Austrian foreign minister:
Leopold Figl

Nine parts of the treaty
 Preamble
 Political and territorial provisions
 Military and air travel provisions
 Reparations
 Ownership, Law and Interests
 Economic relations
 Rules for disputes
 Economic provisions
 Final provisions

Development
First attempts to negotiate a treaty were made by the first post-war government. However, they failed because the Allies wanted to see a peace treaty with Germany first. A treaty became less likely with the development of the Cold War. However, Austria successfully held its part of Carinthia against the demands of a resurgent Federal People's Republic of Yugoslavia, even though the issue of potential reunification with South Tyrol, annexed by Italy from Austria-Hungary in 1919, was not addressed. The climate for negotiations improved with Joseph Stalin's death in 1953, and negotiations with the Soviet foreign minister, Molotov, secured the breakthrough in February 1955.

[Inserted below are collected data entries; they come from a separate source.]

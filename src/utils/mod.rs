//! 工具函数模块
//!
//! 提供各类通用工具函数，包括：
//! - 输入验证
//! - 文件系统路径

pub mod file_system;
pub mod validation;

// 重新导出常用函数
pub use file_system::*;
pub use validation::*;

Important points in the treaty

As well as general regulations and recognition of the Austrian state, the minority rights of the Slovene and Croat minorities were also expressly detailed. Anschluss (Austria's political union with Germany), as had happened in 1938, was forbidden (German recognition of Austria's sovereignty and independence and renunciation by Germany of territorial claims over Austria were later covered in general terms in the 1990 Treaty on the Final Settlement with Respect to Germany about existing borders, but not specifically). Nazi and fascist organisations were prohibited.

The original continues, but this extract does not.